→ What you will do
Would you write the data out once more, exactly as it is?

→ Listed entries
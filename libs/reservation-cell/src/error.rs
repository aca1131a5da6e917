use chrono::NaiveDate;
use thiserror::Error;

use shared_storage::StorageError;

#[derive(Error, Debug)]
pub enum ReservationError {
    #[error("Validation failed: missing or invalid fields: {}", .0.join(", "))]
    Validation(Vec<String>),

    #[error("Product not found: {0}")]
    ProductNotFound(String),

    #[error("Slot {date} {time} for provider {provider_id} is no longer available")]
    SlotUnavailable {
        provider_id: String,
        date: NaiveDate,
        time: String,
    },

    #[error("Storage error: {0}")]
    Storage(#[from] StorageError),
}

→ The answer
filename libs/reservation-cell/src/error.rs
repository aca1131a5da6e917
use chrono::NaiveDate;
use thiserror::Error;

use shared_storage::StorageError;

#[derive(Error, Debug)]
pub enum ReservationError {
    #[error("Validation failed: missing or invalid fields: {}", .0.join(", "))]
    Validation(Vec<String>),

    #[error("Product not found: {0}")]
    ProductNotFound(String),

    #[error("Slot {date} {time} for provider {provider_id} is no longer available")]
    SlotUnavailable {
        provider_id: String,
        date: NaiveDate,
        time: String,
    },

    #[error("Storage error: {0}")]
    Storage(#[from] StorageError),
}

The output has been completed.